0:10:34.8 Jordan Syatt: Yeah, all these movies people are always like, “You’ve never seen that movie. You’ve never seen that movie?” I’m like, alright, I’m just gonna watch all of them.




0:10:42.0 Mike Vacanti: Shawshank. Shawshank is number one on there, right?


0:10:46.6 Jordan Syatt: Yeah, that’s a great movie. Yeah. But you know, I hated it.


0:10:51.7 Mike Vacanti: Fight Club’s on there.


0:10:51.8 Jordan Syatt: I hated Shawshank ’cause it’s like this innocent dude in prison. I’m just like, “Great. Just playing right into my biggest fear.”




0:11:04.0 Mike Vacanti: But once the movie went on…


0:11:04.1 Jordan Syatt: When you told me I had to watch that. I was like, “Why would he make me watch this? This is like the worst.” The fear of just a completely innocent guy going to jail. I’m like, this is actually my worst fear.




0:11:18.2 Mike Vacanti: Prison Break isn’t too unlike that.
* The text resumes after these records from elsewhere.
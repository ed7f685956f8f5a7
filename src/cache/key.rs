//! Deterministic cache key derivation.

use sha2::{Digest, Sha256};
use std::collections::BTreeMap;

/// Derives the cache key for one step execution.
///
/// The key is the SHA-256 hex digest of a canonical JSON document over
/// the operation identity (service + program), the parameter set, and
/// the content checksums of every input reference. Sorted maps make the
/// encoding canonical: the same logical execution always hashes the
/// same, and any parameter or input edit derives a fresh key.
#[must_use]
pub fn cache_key(
    service: &str,
    program: &str,
    parameters: &BTreeMap<String, serde_json::Value>,
    input_checksums: &[String],
) -> String {
    let mut checksums: Vec<&String> = input_checksums.iter().collect();
    checksums.sort();

    let canonical = serde_json::json!({
        "service": service,
        "program": program,
        "parameters": parameters,
        "input_checksums": checksums,
    });

    let mut hasher = Sha256::new();
    hasher.update(canonical.to_string().as_bytes());
    format!("{:x}", hasher.finalize())
}

#[cfg(test)]
mod tests {
    use super::*;

    fn params(pairs: &[(&str, serde_json::Value)]) -> BTreeMap<String, serde_json::Value> {
        pairs
            .iter()
            .map(|(k, v)| ((*k).to_string(), v.clone()))
            .collect()
    }

    #[test]
    fn test_key_is_stable() {
        let p = params(&[("rate", serde_json::json!(44100))]);
        let a = cache_key("svc", "sox", &p, &["abc".to_string()]);
        let b = cache_key("svc", "sox", &p, &["abc".to_string()]);
        assert_eq!(a, b);
        assert_eq!(a.len(), 64);
    }

    #[test]
    fn test_checksum_order_is_irrelevant() {
        let p = BTreeMap::new();
        let a = cache_key("svc", "sox", &p, &["x".to_string(), "y".to_string()]);
        let b = cache_key("svc", "sox", &p, &["y".to_string(), "x".to_string()]);
        assert_eq!(a, b);
    }

    #[test]
    fn test_parameter_edit_changes_key() {
        let a = cache_key("svc", "sox", &params(&[("gain", serde_json::json!(1))]), &[]);
        let b = cache_key("svc", "sox", &params(&[("gain", serde_json::json!(2))]), &[]);
        assert_ne!(a, b);
    }

    #[test]
    fn test_input_edit_changes_key() {
        let p = BTreeMap::new();
        let a = cache_key("svc", "sox", &p, &["checksum-1".to_string()]);
        let b = cache_key("svc", "sox", &p, &["checksum-2".to_string()]);
        assert_ne!(a, b);
    }

    #[test]
    fn test_program_and_service_participate() {
        let p = BTreeMap::new();
        let a = cache_key("svc_a", "sox", &p, &[]);
        let b = cache_key("svc_b", "sox", &p, &[]);
        let c = cache_key("svc_a", "ffmpeg", &p, &[]);
        assert_ne!(a, b);
        assert_ne!(a, c);
    }
}
//! Core domain model types for waveflow.
//!
//! This module contains the fundamental types used throughout the engine:
//! - Job and step status enums
//! - The job document, its steps and instances, and transitions
//! - Command specifications passed through to workers
//! - Thin queue message shapes and the structured step error object

mod command;
mod error_obj;
mod job;
mod message;
mod status;
mod step;
mod transition;

pub use command::CommandSpec;
pub use error_obj::{codes, ErrorType, StepError};
pub use job::Job;
pub use message::{
    join_counter_key, service_queue_name, StepDispatchMessage, StepStatusMessage, STATUS_QUEUE,
};
pub use status::{JobStatus, Outcome, StepStatus};
pub use step::{Step, StepInstance};
pub use transition::Transition;
//! Utility functions: UUID generation, timestamp handling, and bounded
//! retry with backoff.

pub mod backoff;
pub mod timestamps;
mod uuid_utils;

pub use backoff::retry_with_backoff;
pub use timestamps::{iso_timestamp, now_utc, parse_timestamp, Timestamp, TimestampError};
pub use uuid_utils::generate_uuid;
Although I guess he goes in voluntarily.


0:11:22.4 Jordan Syatt: No, but he did something… Yeah, he went in a bank and shot up the bank. He didn’t kill anybody but that… He knew what he was doing. He willingly went in there. But actually, his brother was in there who shouldn’t have been in there. But I mean, his brother did do a lot of illegal stuff, he was just framed for that one thing. But that was a great show. Prison Break. I can’t believe you’ve stopped that a million times. You’ve been watching season two for four years.




0:11:46.9 Mike Vacanti: That’s true. I don’t know if I’m going back. Season one was amazing, though.
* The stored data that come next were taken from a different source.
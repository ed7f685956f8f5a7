//! Engine events and the sinks that receive them.

use parking_lot::RwLock;
use serde::{Deserialize, Serialize};
use tracing::{info, warn};
use uuid::Uuid;

/// A structured orchestration event.
///
/// Every event names the job it belongs to; step-scoped events carry the
/// step name and instance index. The `kind` discriminant follows a
/// `<subject>.<verb>` convention on the wire.
#[derive(Debug, Clone, PartialEq, Serialize, Deserialize)]
#[serde(tag = "kind")]
pub enum EngineEvent {
    /// A pipeline was validated and persisted.
    #[serde(rename = "job.created")]
    JobCreated {
        /// The new job.
        job_id: Uuid,
    },
    /// Every step finished successfully.
    #[serde(rename = "job.completed")]
    JobCompleted {
        /// The finished job.
        job_id: Uuid,
        /// Which retry generation completed.
        retry_generation: u32,
    },
    /// The job reached `failed` after in-flight work drained.
    #[serde(rename = "job.failed")]
    JobFailed {
        /// The failed job.
        job_id: Uuid,
        /// Which retry generation failed.
        retry_generation: u32,
    },
    /// A retry was accepted and the reset set re-entered the planner.
    #[serde(rename = "job.retrying")]
    JobRetrying {
        /// The retried job.
        job_id: Uuid,
        /// The earliest failed step execution resumes from.
        resume_step: String,
    },
    /// A dispatch message was written to a service queue.
    #[serde(rename = "step.dispatched")]
    StepDispatched {
        /// The owning job.
        job_id: Uuid,
        /// The dispatched step.
        step: String,
        /// The dispatched instance.
        instance: u32,
        /// The service queue the message went to.
        queue: String,
    },
    /// A worker reported success for an instance.
    #[serde(rename = "step.completed")]
    StepCompleted {
        /// The owning job.
        job_id: Uuid,
        /// The completed step.
        step: String,
        /// The completed instance.
        instance: u32,
    },
    /// A worker reported failure for an instance.
    #[serde(rename = "step.failed")]
    StepFailed {
        /// The owning job.
        job_id: Uuid,
        /// The failed step.
        step: String,
        /// The failed instance.
        instance: u32,
        /// The worker's error code, when one was supplied.
        error_code: Option<String>,
    },
    /// A deterministic step was satisfied from the cache index.
    #[serde(rename = "step.cache_hit")]
    StepCacheHit {
        /// The owning job.
        job_id: Uuid,
        /// The skipped step.
        step: String,
        /// The cache key that hit.
        cache_key: String,
    },
    /// The sweeper reaped an instance past its deadline.
    #[serde(rename = "step.timed_out")]
    StepTimedOut {
        /// The owning job.
        job_id: Uuid,
        /// The reaped step.
        step: String,
        /// The reaped instance.
        instance: u32,
    },
    /// A declared step was materialised as parallel instances.
    #[serde(rename = "step.fanned_out")]
    StepFannedOut {
        /// The owning job.
        job_id: Uuid,
        /// The expanded step.
        step: String,
        /// How many instances were materialised.
        instances: u32,
    },
    /// A fan-in counter reached zero and the join became eligible.
    #[serde(rename = "join.satisfied")]
    JoinSatisfied {
        /// The owning job.
        job_id: Uuid,
        /// The join step.
        join: String,
    },
}

impl EngineEvent {
    /// The wire discriminant, e.g. `"step.dispatched"`.
    #[must_use]
    pub fn kind(&self) -> &'static str {
        match self {
            Self::JobCreated { .. } => "job.created",
            Self::JobCompleted { .. } => "job.completed",
            Self::JobFailed { .. } => "job.failed",
            Self::JobRetrying { .. } => "job.retrying",
            Self::StepDispatched { .. } => "step.dispatched",
            Self::StepCompleted { .. } => "step.completed",
            Self::StepFailed { .. } => "step.failed",
            Self::StepCacheHit { .. } => "step.cache_hit",
            Self::StepTimedOut { .. } => "step.timed_out",
            Self::StepFannedOut { .. } => "step.fanned_out",
            Self::JoinSatisfied { .. } => "join.satisfied",
        }
    }

    /// The job the event belongs to.
    #[must_use]
    pub fn job_id(&self) -> Uuid {
        match self {
            Self::JobCreated { job_id }
            | Self::JobCompleted { job_id, .. }
            | Self::JobFailed { job_id, .. }
            | Self::JobRetrying { job_id, .. }
            | Self::StepDispatched { job_id, .. }
            | Self::StepCompleted { job_id, .. }
            | Self::StepFailed { job_id, .. }
            | Self::StepCacheHit { job_id, .. }
            | Self::StepTimedOut { job_id, .. }
            | Self::StepFannedOut { job_id, .. }
            | Self::JoinSatisfied { job_id, .. } => *job_id,
        }
    }
}

/// Receives engine events.
///
/// Emission sits on the orchestration path, so sinks must not block;
/// an implementation that ships events somewhere slow buffers them
/// itself.
pub trait EventSink: Send + Sync {
    /// Delivers one event.
    fn emit(&self, event: EngineEvent);
}

/// A sink that discards all events.
///
/// Used when the host wires no observability.
#[derive(Debug, Clone, Copy, Default)]
pub struct NoOpEventSink;

impl EventSink for NoOpEventSink {
    fn emit(&self, _event: EngineEvent) {}
}

/// A sink that logs each event through `tracing` with structured
/// fields.
///
/// Failures and timeouts log at warn, everything else at info.
#[derive(Debug, Clone, Copy, Default)]
pub struct TracingEventSink;

impl TracingEventSink {
    /// Creates a tracing sink.
    #[must_use]
    pub fn new() -> Self {
        Self
    }
}

impl EventSink for TracingEventSink {
    fn emit(&self, event: EngineEvent) {
        match &event {
            EngineEvent::JobCreated { job_id } => {
                info!(%job_id, "job created");
            }
            EngineEvent::JobCompleted { job_id, retry_generation } => {
                info!(%job_id, retry_generation, "job completed");
            }
            EngineEvent::JobFailed { job_id, retry_generation } => {
                warn!(%job_id, retry_generation, "job failed");
            }
            EngineEvent::JobRetrying { job_id, resume_step } => {
                info!(%job_id, %resume_step, "job retrying");
            }
            EngineEvent::StepDispatched { job_id, step, instance, queue } => {
                info!(%job_id, %step, instance, %queue, "step dispatched");
            }
            EngineEvent::StepCompleted { job_id, step, instance } => {
                info!(%job_id, %step, instance, "step completed");
            }
            EngineEvent::StepFailed { job_id, step, instance, error_code } => {
                warn!(%job_id, %step, instance, ?error_code, "step failed");
            }
            EngineEvent::StepCacheHit { job_id, step, cache_key } => {
                info!(%job_id, %step, %cache_key, "step served from cache");
            }
            EngineEvent::StepTimedOut { job_id, step, instance } => {
                warn!(%job_id, %step, instance, "step timed out");
            }
            EngineEvent::StepFannedOut { job_id, step, instances } => {
                info!(%job_id, %step, instances, "step fanned out");
            }
            EngineEvent::JoinSatisfied { job_id, join } => {
                info!(%job_id, %join, "join satisfied");
            }
        }
    }
}

/// A sink that records events for test assertions.
#[derive(Debug, Default)]
pub struct CollectingEventSink {
    events: RwLock<Vec<EngineEvent>>,
}

impl CollectingEventSink {
    /// Creates a new collecting sink.
    #[must_use]
    pub fn new() -> Self {
        Self::default()
    }

    /// Returns all collected events in emission order.
    #[must_use]
    pub fn events(&self) -> Vec<EngineEvent> {
        self.events.read().clone()
    }

    /// Returns the events with the given kind.
    #[must_use]
    pub fn of_kind(&self, kind: &str) -> Vec<EngineEvent> {
        self.events
            .read()
            .iter()
            .filter(|e| e.kind() == kind)
            .cloned()
            .collect()
    }

    /// Returns the events belonging to one job.
    #[must_use]
    pub fn for_job(&self, job_id: Uuid) -> Vec<EngineEvent> {
        self.events
            .read()
            .iter()
            .filter(|e| e.job_id() == job_id)
            .cloned()
            .collect()
    }

    /// Returns the number of collected events.
    #[must_use]
    pub fn len(&self) -> usize {
        self.events.read().len()
    }

    /// Returns true if no events have been collected.
    #[must_use]
    pub fn is_empty(&self) -> bool {
        self.events.read().is_empty()
    }

    /// Clears all collected events.
    pub fn clear(&self) {
        self.events.write().clear();
    }
}

impl EventSink for CollectingEventSink {
    fn emit(&self, event: EngineEvent) {
        self.events.write().push(event);
    }
}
0:11:49.4 Jordan Syatt: Yeah. Season one was incredible. Season two is not as good, but still very good. I can’t believe you just stopped. You watch like 15 minutes of an episode every six months. You’re like, “I’m back.”




0:12:02.4 Mike Vacanti: You know what it was? It’s too… It’s just nonstop. Every single commercial. And there aren’t actually commercials. But every commercial for the entire show is an intense cliffhanger. And I just didn’t… Yeah, I didn’t enjoy that.


0:12:19.0 Jordan Syatt: Yeah, too much.


0:12:19.1 Mike Vacanti: It’s too much.


0:12:20.0 Jordan Syatt: Too much, your cortisol spikes. Just like get your heart rate going. Yeah.


0:12:23.7 Mike Vacanti: Constant cortisol. I’m trying to get my resting heart rate down.


0:12:26.8 Jordan Syatt: And they did such a good job of having those huge cliffhangers at the end of every episode, ’cause it’s like you just wanna watch the next one immediately. And it’s the worst if you’re watching it before sleep because good luck trying to go to bed with that.


0:12:39.1 Mike Vacanti: Yeah, that’s true. It’s a great, it’s a… That pairing of something you enjoy with something you don’t necessarily love. I was listening to another Peter Attia podcast today and he was just quadrupling down on the positive effects of good cardiovascular health and longevity, and lifespan and quality of life and health, and that strategy where you… Especially for people who don’t enjoy exercise, when you can link up something that you don’t necessarily love, like cardio, with something you do enjoy, like watching a movie, it’s a nice hack.


0:13:18.5 Jordan Syatt: Yeah. I mean, cardio sessions have gone by infinitely faster when I watch a great movie. There’s one time though Alex Viada was doing my programming, where he was like, “I want you to cover up the screen on the treadmill, and I want you to put in white noise on your headphones, and I just want you to run.” It was a 45-minute run, and he was like, “I don’t want any stimulation, nothing. Just go.” And then he was like, “And I wanna know what you think about.”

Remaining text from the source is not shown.